In [2]:
from google.colab import drive 
drive.mount('/content/gdrive')

Go to this URL in a browser: https://accounts.google.com/o/oauth2/auth?client_id=947318989803-6bn6qk8qdgf4n4g3pfee6491hc0brc4i.apps.googleusercontent.com&redirect_uri=urn%3aietf%3awg%3aoauth%3a2.0%3aoob&response_type=code&scope=email%20https%3a%2f%2fwww.googleapis.com%2fauth%2fdocs.test%20https%3a%2f%2fwww.googleapis.com%2fauth%2fdrive%20https%3a%2f%2fwww.googleapis.com%2fauth%2fdrive.photos.readonly%20https%3a%2f%2fwww.googleapis.com%2fauth%2fpeopleapi.readonly

Enter your authorization code:
··········
Mounted at /content/gdrive


In [0]:
from collections import Counter, defaultdict
from sklearn.metrics import mean_squared_error
from sklearn.model_selection import train_test_split
import sys
import json
import math
import numpy as np
import os
import pandas as pd
import re
from scipy.sparse import csr_matrix
import time
import pickle
import csv
import os.path

In [0]:


my_path = ''

def append_to_data(data, profile, predict_on):
    profile = json.loads(profile)
    dish_ids = list(map(int, profile.keys()))
    ratings = list(map(int, profile.values()))
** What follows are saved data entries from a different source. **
//! Simple Bank Server
//!
//! Serves the banking REST API and runs the loan billing worker in the
//! same process.
//!
//! # Usage
//!
//! ```bash
//! # PostgreSQL storage, keys from the environment
//! JWT_SECRET=... CARD_HMAC_KEY=... CARD_PUBLIC_KEY_PATH=card.pub.pem simplebank-server
//!
//! # Throwaway in-memory instance
//! simplebank-server --storage memory
//!
//! # Nested overrides
//! SIMPLEBANK__SERVER__PORT=9000 simplebank-server --config bank.toml
//! ```

mod config;

use std::sync::Arc;

use chrono::Utc;
use clap::Parser;
use tokio::signal;
use tokio::sync::watch;
use tracing_subscriber::{fmt, prelude::*, EnvFilter};

use simplebank_api::{create_router, ApiConfig, AppState};
use simplebank_auth::{JwtService, PasswordService};
use simplebank_core::{
    notifier_from_config, BankDeps, BankServices, BillingWorker, CachedKeyRateProvider,
    CbrKeyRateProvider, KeyRateProvider,
};
use simplebank_crypto::{CardCipher, CardMac, RsaCardCipher};
use simplebank_db::{Database, MemoryRepository, Repository};
use simplebank_types::{Clock, SystemClock};

use crate::config::{CardKeySettings, LoggingConfig, ServerConfig, StorageBackend};

/// Key size for the throwaway card key pair of in-memory instances
const EPHEMERAL_KEY_BITS: usize = 2048;

// =============================================================================
// CLI Arguments
// =============================================================================

/// Simple Bank - accounts, cards, transfers and loans over HTTP
#[derive(Parser, Debug)]
#[command(name = "simplebank-server")]
#[command(author, version, about, long_about = None)]
struct Args {
    /// Path to configuration file (TOML, JSON, or YAML)
    #[arg(short, long, env = "SIMPLEBANK_CONFIG")]
    config: Option<String>,

    /// Host to bind to
    #[arg(long, env = "SIMPLEBANK_HOST")]
    host: Option<String>,

    /// Port to listen on
    #[arg(short, long, env = "SIMPLEBANK_PORT")]
    port: Option<u16>,

    /// Storage backend
    #[arg(long, env = "SIMPLEBANK_STORAGE", value_enum)]
    storage: Option<StorageBackend>,

    /// Apply database migrations before serving
    #[arg(long, env = "SIMPLEBANK_MIGRATE")]
    migrate: bool,

    /// Log level (trace, debug, info, warn, error)
    #[arg(long, env = "SIMPLEBANK_LOG_LEVEL")]
    log_level: Option<String>,

    /// Log format (json, pretty)
    #[arg(long, env = "SIMPLEBANK_LOG_FORMAT")]
    log_format: Option<String>,
}

impl Args {
    fn apply(self, config: &mut ServerConfig) {
        if let Some(host) = self.host {
            config.server.host = host;
        }
        if let Some(port) = self.port {
            config.server.port = port;
        }
        if let Some(storage) = self.storage {
            config.storage.backend = storage;
        }
        if self.migrate {
            config.storage.migrate = true;
        }
        if let Some(level) = self.log_level {
            config.logging.level = level;
        }
        if let Some(format) = self.log_format {
            config.logging.format = format;
        }
    }
}

// =============================================================================
// Main Entry Point
// =============================================================================

#[tokio::main]
async fn main() -> anyhow::Result<()> {
    let args = Args::parse();

    let mut server_config = ServerConfig::load(args.config.as_deref())?;
    args.apply(&mut server_config);

    init_logging(&server_config.logging);

    tracing::info!(
        version = env!("CARGO_PKG_VERSION"),
        storage = ?server_config.storage.backend,
        "Starting Simple Bank server"
    );

    server_config.validate()?;

    let repo = init_repository(&server_config).await?;
    let cipher = init_cipher(&server_config.cards, server_config.storage.backend)?;
    let jwt = Arc::new(JwtService::new(server_config.auth.jwt.clone()));

    let upstream = CbrKeyRateProvider::new(&server_config.rates)?;
    let rates: Arc<dyn KeyRateProvider> = Arc::new(CachedKeyRateProvider::new(
        Arc::new(upstream),
        server_config.rates.cache_ttl,
    ));

    let notifier = notifier_from_config(&server_config.smtp)?;
    if !server_config.smtp.is_configured() {
        tracing::warn!("SMTP relay not configured, notifications will only be logged");
    }

    let clock: Arc<dyn Clock> = Arc::new(SystemClock);

    let services = BankServices::new(BankDeps {
        repo: repo.clone(),
        clock: clock.clone(),
        passwords: Arc::new(PasswordService::new(server_config.auth.password.clone())),
        jwt: jwt.clone(),
        cipher,
        mac: Arc::new(CardMac::new(server_config.cards.hmac_key.as_bytes())),
        rates: rates.clone(),
        notifier,
        config: server_config.bank.clone(),
    });

    // Warm the cache; a failure here only means loans start on the fallback base
    let today = Utc::now().date_naive();
    match rates.key_rate(today).await {
        Ok(rate) => tracing::info!(%rate, "Key rate loaded"),
        Err(e) => tracing::warn!(
            error = %e,
            fallback = %server_config.bank.fallback_base_rate,
            "Key rate unavailable, loans will use the fallback base rate"
        ),
    }

    let (shutdown_tx, shutdown_rx) = watch::channel(false);
    let worker = if server_config.worker.enabled {
        let worker = BillingWorker::new(
            repo.clone(),
            services.loans.clone(),
            clock,
            server_config.worker.period,
        );
        Some(tokio::spawn(worker.run(shutdown_rx)))
    } else {
        tracing::info!("Billing worker disabled");
        None
    };

    let state = Arc::new(AppState::new(services, jwt));
    let api_config = ApiConfig {
        request_timeout: server_config.server.request_timeout,
        enable_cors: server_config.server.enable_cors,
        enable_tracing: true,
    };
    let app = create_router(state, api_config);

    let addr = server_config.server.socket_addr()?;
    let listener = tokio::net::TcpListener::bind(addr).await?;

    tracing::info!(%addr, "Server listening");

    axum::serve(listener, app)
        .with_graceful_shutdown(shutdown_signal())
        .await?;

    let _ = shutdown_tx.send(true);
    if let Some(handle) = worker {
        if let Err(e) = handle.await {
            tracing::error!(error = %e, "Billing worker terminated abnormally");
        }
    }

    tracing::info!("Server shutdown complete");

    Ok(())
}

// =============================================================================
// Initialization Functions
// =============================================================================

fn init_logging(config: &LoggingConfig) {
    let env_filter =
        EnvFilter::try_from_default_env().unwrap_or_else(|_| EnvFilter::new(&config.level));

    let subscriber = tracing_subscriber::registry().with(env_filter);

    match config.format.as_str() {
        "json" => {
            subscriber
                .with(fmt::layer().json().with_target(true))
                .init();
        }
        _ => {
            subscriber
                .with(fmt::layer().pretty().with_target(true))
                .init();
        }
    }
}

async fn init_repository(config: &ServerConfig) -> anyhow::Result<Arc<dyn Repository>> {
    match config.storage.backend {
        StorageBackend::Memory => {
            tracing::warn!("Using in-memory storage, all data is lost on exit");
            Ok(Arc::new(MemoryRepository::new()))
        }
        StorageBackend::Postgres => {
            tracing::info!(url = %config.database.url_masked(), "Connecting to database...");

            let db = Database::connect(&config.database).await?;
            if config.storage.migrate {
                db.migrate().await?;
                tracing::info!("Database migrations applied");
            }

            Ok(Arc::new(db.repository()))
        }
    }
}

fn init_cipher(
    keys: &CardKeySettings,
    backend: StorageBackend,
) -> anyhow::Result<Arc<dyn CardCipher>> {
    match &keys.public_key_path {
        Some(public) => {
            let cipher = RsaCardCipher::from_files(public, keys.private_key_path.as_deref())?;
            if keys.private_key_path.is_none() {
                tracing::warn!("No card private key, card listings will be fully masked");
            }
            Ok(Arc::new(cipher))
        }
        None if backend == StorageBackend::Memory => {
            tracing::warn!("No card key configured, generating an ephemeral key pair");
            Ok(Arc::new(RsaCardCipher::generate(EPHEMERAL_KEY_BITS)?))
        }
        None => anyhow::bail!("CARD_PUBLIC_KEY_PATH is required with PostgreSQL storage"),
    }
}

async fn shutdown_signal() {
    let ctrl_c = async {
        if let Err(e) = signal::ctrl_c().await {
            tracing::error!(error = %e, "Failed to install Ctrl+C handler");
            std::future::pending::<()>().await;
        }
    };

    #[cfg(unix)]
    let terminate = async {
        match signal::unix::signal(signal::unix::SignalKind::terminate()) {
            Ok(mut sig) => {
                sig.recv().await;
            }
            Err(e) => {
                tracing::error!(error = %e, "Failed to install SIGTERM handler");
                std::future::pending::<()>().await;
            }
        }
    };

    #[cfg(not(unix))]
    let terminate = std::future::pending::<()>();

    tokio::select! {
        _ = ctrl_c => tracing::info!("Received Ctrl+C, starting graceful shutdown"),
        _ = terminate => tracing::info!("Received SIGTERM, starting graceful shutdown"),
    }
}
    d = pd.DataFrame(columns = ['dishId', 'userId', 'rating'])
    d['dishId'] = dish_ids
    d['rating'] = ratings
    d['userId'] = predict_on

    data = data.append(d)
    return data

def tokenize_string(my_string):
    return re.findall('[\w\-]+', my_string.lower())


def tokenize(db):
    """
    The meta tags associated with each dish is broken down (tokenized) as a list of tags
    Eg: egg|flour|ghee|paratha will be tokenized as [egg, flour, ghee, paratha]
    """
    tokenlist=[]
    for index,row in db.iterrows():
        tokenlist.append(tokenize_string(row.tags))
    db['tokens']=tokenlist
    return db

def featurize(db, include_flavours):
    """
    Each row will contain a csr_matrix of shape (1, num_features).
    Each entry in this matrix will contain the tf-idf value of the term
    Formula : tfidf(i, d) := tf(i, d) / max_k tf(k, d) * log10(N/df(i))
    where:
    i is a term
    d is a document 
    tf(i, d) is the frequency of term i in document d
    max_k tf(k, d) is the maximum frequency of any term in document d
    N is the number of documents
    """
    def tf(word, doc):
        return doc.count(word) / Counter(doc).most_common()[0][1]

    def df(word, doclist):
        return sum(1 for d in doclist if word in d)

    def tfidf(word, doc, dfdict, N):
        return tf(word, doc) * math.log10((N / dfdict[word]))

    def getcsrmatrix(tokens,dfdict,N,vocab, dish_flavours, max_vocab):
        matrixRow_list = []
        if include_flavours:
            matrixRow_list = np.zeros((1,len(vocab) + len(dish_flavours) - 1),dtype='float')
        else:
            matrixRow_list = np.zeros((1,len(vocab)),dtype='float')
        for t in tokens:
            if t in vocab:
                matrixRow_list[0][vocab[t]] = tfidf(t,tokens,dfdict,N)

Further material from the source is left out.